Insta salientar, que, a partir desse leading case passou-se a admitir nos Tribunais a possibilidade de o Ministério Público oferecer a proposta mediante ratificação do querelante[2].

A questão ainda não está pacificada na doutrina e na jurisprudência, mas a solução apresentada no referido acórdão se alinha aos princípios norteadores da Lei dos Juizados Especiais e resguarda a isonomia que deve existir entre os processamentos dos crimes de menor potencial ofensivo, garantindo ao querelado a possibilidade de aceitar o benefício da transação penal nos mesmos moldes que o autor de delitos de ação de iniciativa pública.
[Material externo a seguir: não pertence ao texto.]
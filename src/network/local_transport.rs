//! Channel-backed transport for running several nodes in one process.
//!
//! Links are made explicitly with [`LocalTransport::connect_to`]; nothing is
//! dialed.

use crate::network::message::Rpc;
use crate::network::transport::{BoxFuture, Transport, TransportError, TransportEvent};
use bytes::Bytes;
use dashmap::DashMap;
use std::sync::{Arc, Mutex, PoisonError};
use tokio::sync::mpsc::{Receiver, Sender, channel};

/// A node's end of the in-process network.
///
/// Each linked peer is stored as the sender half of that peer's event
/// channel, keyed by its address.
pub struct LocalTransport {
    address: String,
    peers: DashMap<String, Sender<TransportEvent>>,
    tx: Sender<TransportEvent>,
    rx: Mutex<Option<Receiver<TransportEvent>>>,
}

impl LocalTransport {
    /// Unlinked transport reachable as `address`.
    pub fn new(address: &str) -> Arc<LocalTransport> {
        let (tx, rx) = channel(1024);

        Arc::new(LocalTransport {
            address: address.to_string(),
            peers: DashMap::new(),
            tx,
            rx: Mutex::new(Some(rx)),
        })
    }

    /// Links both transports.
    ///
    /// Both transports are added to each other's routing tables and both
    /// report a `Connected` event.
    pub async fn connect_to(&self, other: &LocalTransport) {
        self.peers.insert(other.address.clone(), other.tx.clone());
        other.peers.insert(self.address.clone(), self.tx.clone());

        let _ = self
            .tx
            .send(TransportEvent::Connected(other.address.clone()))
            .await;
        let _ = other
            .tx
            .send(TransportEvent::Connected(self.address.clone()))
            .await;
    }

    /// Removes the link to `other` on both sides.
    pub async fn disconnect_from(&self, other: &LocalTransport) {
        self.peers.remove(&other.address);
        other.peers.remove(&self.address);

        let _ = self
            .tx
            .send(TransportEvent::Disconnected(other.address.clone()))
            .await;
        let _ = other
            .tx
            .send(TransportEvent::Disconnected(self.address.clone()))
            .await;
    }
}

impl Transport for LocalTransport {
    fn consume(&self) -> Option<Receiver<TransportEvent>> {
        self.rx.lock().unwrap_or_else(PoisonError::into_inner).take()
    }

    /// Local peers are linked with [`LocalTransport::connect_to`]; dialing
    /// only succeeds for an address that is already linked.
    fn connect(&self, addr: String) -> BoxFuture<'static, Result<(), TransportError>> {
        let known = self.peers.contains_key(&addr);
        Box::pin(async move {
            if known {
                Ok(())
            } else {
                Err(TransportError::PeerNotFound(addr))
            }
        })
    }

    fn send_message(
        &self,
        to: String,
        payload: Bytes,
    ) -> BoxFuture<'static, Result<(), TransportError>> {
        let peer = self.peers.get(&to).map(|entry| entry.value().clone());
        let address = self.address.clone();

        Box::pin(async move {
            let Some(peer) = peer else {
                return Err(TransportError::PeerNotFound(to));
            };

            peer.send(TransportEvent::Message(Rpc::new(address, payload)))
                .await
                .map_err(|_| TransportError::SendFailed(to))
        })
    }

    fn broadcast(
        &self,
        except: Option<String>,
        payload: Bytes,
    ) -> BoxFuture<'static, Result<(), TransportError>> {
        let targets: Vec<(String, Sender<TransportEvent>)> = self
            .peers
            .iter()
            .filter(|entry| except.as_deref() != Some(entry.key().as_str()))
            .map(|entry| (entry.key().clone(), entry.value().clone()))
            .collect();
        let address = self.address.clone();

        Box::pin(async move {
            let mut result = Ok(());
            for (to, peer) in targets {
                let rpc = Rpc::new(address.clone(), payload.clone());
                if peer.send(TransportEvent::Message(rpc)).await.is_err() && result.is_ok() {
                    result = Err(TransportError::SendFailed(to));
                }
            }
            result
        })
    }

    fn addr(&self) -> String {
        self.address.clone()
    }

    fn peers(&self) -> Vec<String> {
        self.peers.iter().map(|entry| entry.key().clone()).collect()
    }
}

#[cfg(test)]
mod tests {
    use super::*;

    async fn next_message(rx: &mut Receiver<TransportEvent>) -> Rpc {
        loop {
            match rx.recv().await.unwrap() {
                TransportEvent::Message(rpc) => return rpc,
                _ => continue,
            }
        }
    }

    #[tokio::test]
    async fn connect_is_bidirectional() {
        let tr_a = LocalTransport::new("A");
        let tr_b = LocalTransport::new("B");
        let mut rx_a = tr_a.consume().unwrap();
        let mut rx_b = tr_b.consume().unwrap();

        tr_a.connect_to(&tr_b).await;

        assert_eq!(tr_a.peers(), vec!["B".to_string()]);
        assert_eq!(tr_b.peers(), vec!["A".to_string()]);
        assert!(matches!(rx_a.recv().await, Some(TransportEvent::Connected(addr)) if addr == "B"));
        assert!(matches!(rx_b.recv().await, Some(TransportEvent::Connected(addr)) if addr == "A"));
    }

    #[tokio::test]
    async fn consume_only_once() {
        let tr = LocalTransport::new("A");
        assert!(tr.consume().is_some());
        assert!(tr.consume().is_none());
    }

    #[tokio::test]
    async fn send_reaches_linked_peer() {
        let tr_a = LocalTransport::new("A");
        let tr_b = LocalTransport::new("B");
        tr_a.connect_to(&tr_b).await;

        let mut rx = tr_b.consume().unwrap();

        let payload = Bytes::from("The first message.");
        tr_a.send_message(tr_b.addr(), payload.clone())
            .await
            .unwrap();

        let received = next_message(&mut rx).await;
        assert_eq!(received.from, "A");
        assert_eq!(received.payload, payload);
    }

    #[tokio::test]
    async fn broadcast_skips_excluded_peer() {
        let tr_a = LocalTransport::new("A");
        let tr_b = LocalTransport::new("B");
        let tr_c = LocalTransport::new("C");
        tr_a.connect_to(&tr_b).await;
        tr_a.connect_to(&tr_c).await;

        let mut rx_b = tr_b.consume().unwrap();
        let mut rx_c = tr_c.consume().unwrap();

        tr_a.broadcast(Some("B".into()), Bytes::from("first"))
            .await
            .unwrap();
        tr_a.broadcast(None, Bytes::from("second")).await.unwrap();

        assert_eq!(next_message(&mut rx_c).await.payload, Bytes::from("first"));
        assert_eq!(next_message(&mut rx_c).await.payload, Bytes::from("second"));
        assert_eq!(next_message(&mut rx_b).await.payload, Bytes::from("second"));
    }

    #[tokio::test]
    async fn send_to_nonexistent_peer_fails() {
        let tr_a = LocalTransport::new("A");

        let result = tr_a
            .send_message("NonExistent".to_string(), Bytes::from("test"))
            .await;
        assert!(matches!(result, Err(TransportError::PeerNotFound(_))));
        assert!(tr_a.connect("NonExistent".into()).await.is_err());
    }

    #[tokio::test]
    async fn disconnect_removes_both_sides() {
        let tr_a = LocalTransport::new("A");
        let tr_b = LocalTransport::new("B");
        tr_a.connect_to(&tr_b).await;
        assert!(tr_a.connect("B".into()).await.is_ok());

        tr_a.disconnect_from(&tr_b).await;
        assert!(tr_a.peers().is_empty());
        assert!(tr_b.peers().is_empty());

        let mut rx_b = tr_b.consume().unwrap();
        assert!(matches!(rx_b.recv().await, Some(TransportEvent::Connected(_))));
        assert!(matches!(rx_b.recv().await, Some(TransportEvent::Disconnected(addr)) if addr == "A"));
    }

    #[tokio::test]
    async fn links_are_not_transitive() {
        let tr_a = LocalTransport::new("A");
        let tr_b = LocalTransport::new("B");
        let tr_c = LocalTransport::new("C");

        tr_a.connect_to(&tr_b).await;
        tr_b.connect_to(&tr_c).await;

        let mut rx_b = tr_b.consume().unwrap();

        tr_a.send_message(tr_b.addr(), Bytes::from("from A"))
            .await
            .unwrap();
        assert_eq!(next_message(&mut rx_b).await.from, "A");

        let result = tr_a.send_message(tr_c.addr(), Bytes::from("test")).await;
        assert!(result.is_err());
    }
}
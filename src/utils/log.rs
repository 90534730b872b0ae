//! Leveled stderr logging with structured `key=value` fields.
//!
//! ```ignore
//! info!("block added"; id = node_id, height = 4, hash = hash.short());
//! warn!("peer {} dropped", addr);
//! ```
//!
//! Lines look like `2026-01-02T03:04:05.678Z [INFO ] block added id=a height=4 hash=…`.
//! Macros expand to nothing observable under `cfg(test)`.

use std::fmt::{self, Display};
use std::io::Write;
use std::str::FromStr;
use std::sync::atomic::{AtomicU8, Ordering};
use termcolor::{Color, ColorChoice, ColorSpec, StandardStream, WriteColor};

#[repr(u8)]
#[derive(Debug, Clone, Copy, PartialEq, Eq, PartialOrd, Ord)]
pub enum Level {
    Debug = 0,
    Info = 1,
    Warn = 2,
    Error = 3,
}

impl Display for Level {
    fn fmt(&self, f: &mut fmt::Formatter<'_>) -> fmt::Result {
        f.pad(match self {
            Level::Debug => "DEBUG",
            Level::Info => "INFO",
            Level::Warn => "WARN",
            Level::Error => "ERROR",
        })
    }
}

impl FromStr for Level {
    type Err = String;

    fn from_str(s: &str) -> Result<Self, Self::Err> {
        match s.to_ascii_lowercase().as_str() {
            "debug" => Ok(Level::Debug),
            "info" => Ok(Level::Info),
            "warn" | "warning" => Ok(Level::Warn),
            "error" => Ok(Level::Error),
            other => Err(format!("unknown log level: {other}")),
        }
    }
}

static MIN_LEVEL: AtomicU8 = AtomicU8::new(Level::Info as u8);

/// Sets the lowest level that is written.
pub fn set_level(level: Level) {
    MIN_LEVEL.store(level as u8, Ordering::Relaxed);
}

pub fn enabled(level: Level) -> bool {
    level as u8 >= MIN_LEVEL.load(Ordering::Relaxed)
}

/// Renders a message followed by its fields.
pub fn format_line(message: &str, fields: &[(&str, &dyn Display)]) -> String {
    let mut line = String::from(message);
    for (key, value) in fields {
        line.push(' ');
        line.push_str(key);
        line.push('=');
        line.push_str(&value.to_string());
    }
    line
}

#[doc(hidden)]
pub fn log(level: Level, message: &str, fields: &[(&str, &dyn Display)]) {
    if !enabled(level) {
        return;
    }

    let mut stderr = StandardStream::stderr(ColorChoice::Auto);
    let mut spec = ColorSpec::new();
    match level {
        Level::Debug => {
            spec.set_dimmed(true);
        }
        Level::Info => {}
        Level::Warn => {
            spec.set_fg(Some(Color::Yellow)).set_bold(true);
        }
        Level::Error => {
            spec.set_fg(Some(Color::Red)).set_bold(true);
        }
    }

    let timestamp = chrono::Utc::now().format("%Y-%m-%dT%H:%M:%S%.3fZ");
    let _ = stderr.set_color(&spec);
    let _ = writeln!(
        stderr,
        "{} [{:5}] {}",
        timestamp,
        level,
        format_line(message, fields)
    );
    let _ = stderr.reset();
}

#[doc(hidden)]
#[macro_export]
macro_rules! __log {
    ($level:expr, $msg:literal; $($key:ident = $value:expr),+ $(,)?) => {{
        if cfg!(not(test)) {
            $crate::utils::log::log(
                $level,
                $msg,
                &[$((stringify!($key), &$value as &dyn ::std::fmt::Display)),+],
            );
        }
    }};
    ($level:expr, $($arg:tt)+) => {{
        if cfg!(not(test)) {
            $crate::utils::log::log($level, &format!($($arg)+), &[]);
        }
    }};
}

#[macro_export]
macro_rules! debug {
    ($($arg:tt)+) => { $crate::__log!($crate::utils::log::Level::Debug, $($arg)+) };
}

#[macro_export]
macro_rules! info {
    ($($arg:tt)+) => { $crate::__log!($crate::utils::log::Level::Info, $($arg)+) };
}

#[macro_export]
macro_rules! warn {
    ($($arg:tt)+) => { $crate::__log!($crate::utils::log::Level::Warn, $($arg)+) };
}

#[macro_export]
macro_rules! error {
    ($($arg:tt)+) => { $crate::__log!($crate::utils::log::Level::Error, $($arg)+) };
}

#[cfg(test)]
mod tests {
    use super::*;

    #[test]
    fn levels_are_ordered() {
        assert!(Level::Debug < Level::Info);
        assert!(Level::Info < Level::Warn);
        assert!(Level::Warn < Level::Error);
    }

    #[test]
    fn level_parsing() {
        assert_eq!("INFO".parse::<Level>(), Ok(Level::Info));
        assert_eq!("warning".parse::<Level>(), Ok(Level::Warn));
        assert!("loud".parse::<Level>().is_err());
    }

    #[test]
    fn padded_display() {
        assert_eq!(format!("[{:5}]", Level::Info), "[INFO ]");
        assert_eq!(format!("[{:5}]", Level::Error), "[ERROR]");
    }

    #[test]
    fn fields_follow_message() {
        let height = 7u32;
        let line = format_line("block added", &[("height", &height), ("id", &"node-a")]);
        assert_eq!(line, "block added height=7 id=node-a");
    }

    #[test]
    fn macros_accept_both_forms() {
        let height = 3u32;
        crate::info!("plain {}", height);
        crate::warn!("with fields"; height = height, id = "x");
        crate::debug!("trailing comma"; height = height,);
    }
}
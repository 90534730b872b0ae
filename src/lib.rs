//! Peer-to-peer ledger node.
//!
//! Signed blocks are validated against a single chain, their transaction
//! payloads run on a small stack machine, and nodes catch up with each
//! other by exchanging heights and block ranges.

pub mod core;
pub mod crypto;
pub mod network;
pub mod storage;
pub mod types;
pub mod utils;
pub mod virtual_machine;
//! Chain orchestration: validation, contract execution and storage.

use crate::core::block::{Block, Header};
use crate::core::transaction::Transaction;
use crate::core::validator::{BlockValidator, ChainError, Validator};
use crate::storage::memory_storage::MemoryStorage;
use crate::storage::storage_trait::{Storage, StorageError};
use crate::types::hash::Hash;
use crate::virtual_machine::state::{MemoryState, OverlayState, State, Writes, state_key};
use crate::virtual_machine::vm::{ContractExecutor, StackVm};
use crate::{info, warn};
use std::sync::{Arc, Mutex, MutexGuard, PoisonError};

/// The chain: a validator in front of a store, plus the contract state that
/// accepted blocks have produced.
///
/// Generic over the validator and the storage backend.
pub struct Blockchain<V: Validator, S: Storage> {
    validator: V,
    storage: S,
    executor: Box<dyn ContractExecutor>,
    state: Mutex<MemoryState>,
}

impl Blockchain<BlockValidator, MemoryStorage> {
    /// Creates a chain holding only `genesis`, with the default validator,
    /// in-memory storage and the stack VM as executor.
    pub fn new(genesis: Block) -> Self {
        Self::with_executor(BlockValidator, genesis, Box::new(StackVm::default()))
    }
}

impl<V: Validator, S: Storage> Blockchain<V, S> {
    /// Creates a chain from explicit parts.
    ///
    /// Genesis is stored as is: it bypasses the validator and its
    /// transactions are not executed.
    pub fn with_executor(validator: V, genesis: Block, executor: Box<dyn ContractExecutor>) -> Self {
        info!(
            "initializing chain";
            hash = genesis.hash(),
            transactions = genesis.transactions().len()
        );

        Self {
            validator,
            storage: S::new(genesis),
            executor,
            state: Mutex::new(MemoryState::new()),
        }
    }

    /// Validates `block`, executes its payloads and appends it.
    ///
    /// A transaction whose payload fails to execute is left out of the
    /// committed block and its writes are discarded; the rest of the block
    /// is still accepted. Returns the committed block.
    pub fn add_block(&self, block: Block) -> Result<Arc<Block>, ChainError> {
        self.validator.validate_block(&block, &self.storage)?;

        let signed = Arc::new(block);
        let mut state = self.lock_state();
        let (kept, writes) = self.execute(&signed, &state);

        let excluded = signed.transactions().len() - kept.len();
        let committed = if excluded == 0 {
            signed.clone()
        } else {
            Arc::new(signed.with_transactions(kept))
        };

        self.storage.append(signed, committed.clone())?;
        state.apply(writes);

        info!(
            "block added";
            height = committed.height(),
            hash = committed.hash(),
            transactions = committed.transactions().len(),
            excluded = excluded
        );
        Ok(committed)
    }

    /// Runs every non-empty payload on its own overlay and keeps the
    /// transactions that succeed.
    fn execute(&self, block: &Block, state: &MemoryState) -> (Vec<Transaction>, Writes) {
        let mut block_overlay = OverlayState::new(state);
        let mut kept = Vec::with_capacity(block.transactions().len());

        for tx in block.transactions() {
            if !tx.payload.is_empty() {
                let mut tx_overlay = OverlayState::new(&block_overlay);
                if let Err(err) = self.executor.execute(&tx.payload, &mut tx_overlay) {
                    warn!(
                        "transaction excluded";
                        height = block.height(),
                        tx = tx.hash(),
                        error = err
                    );
                    continue;
                }
                let writes = tx_overlay.into_writes();
                block_overlay.apply(writes);
            }
            kept.push(tx.clone());
        }

        (kept, block_overlay.into_writes())
    }

    fn lock_state(&self) -> MutexGuard<'_, MemoryState> {
        self.state.lock().unwrap_or_else(PoisonError::into_inner)
    }

    /// Height of the newest block (genesis = 0).
    pub fn height(&self) -> u32 {
        self.storage.height()
    }

    pub fn has_block(&self, height: u32) -> bool {
        self.storage.has_block(height)
    }

    /// Hash of the newest block.
    pub fn tip(&self) -> Hash {
        self.storage.tip()
    }

    pub fn header(&self, height: u32) -> Result<Header, StorageError> {
        self.storage.header(height)
    }

    /// Header of the newest block.
    pub fn head_header(&self) -> Result<Header, StorageError> {
        self.storage.header(self.storage.height())
    }

    pub fn block(&self, height: u32) -> Result<Arc<Block>, StorageError> {
        self.storage.block(height)
    }

    pub fn block_by_hash(&self, hash: &Hash) -> Result<Arc<Block>, StorageError> {
        self.storage.block_by_hash(hash)
    }

    pub fn tx_by_hash(&self, hash: &Hash) -> Result<Transaction, StorageError> {
        self.storage.transaction(hash)
    }

    /// Blocks as their producers signed them, for serving to peers.
    pub fn signed_blocks(
        &self,
        from: u32,
        to: u32,
        limit: usize,
        max_bytes: usize,
    ) -> Vec<Arc<Block>> {
        self.storage.signed_blocks(from, to, limit, max_bytes)
    }

    /// Value a contract stored under `key`.
    pub fn contract_value(&self, key: &[u8]) -> Option<Vec<u8>> {
        self.lock_state().get(state_key(key))
    }
}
É nesse sentido que o Juiz, ao receber a inicial da queixa-crime processada pelo Juizado Especial Criminal, deve, após a audiência de tentativa de conciliação, não sendo esta possível, encaminhar os autos ao Parquet para que este ofereça a transação penal, que deverá ser referendada pelo querelante. No caso de rejeição da proposta pelo ofendido, o processamento seguirá o curso normal do rito previsto no Juizado Especial Criminal.



[1] Prado, Geraldo e Grandinetti, Luís Gustavo, Lei dos Juizados Especiais Criminais, Lúmen Júris, Rio de Janeiro, 3ª edição: p.139.

[2] HC 8480 de 21/10/1999, STJ; HC 840.156/00 STJ; TJRJ, enunciado Consolidado 35 do Aviso 03/2002 – DO 18/01/2002; XI Conclusão da Comissão Nacional da Escola da Magistratura Nacional.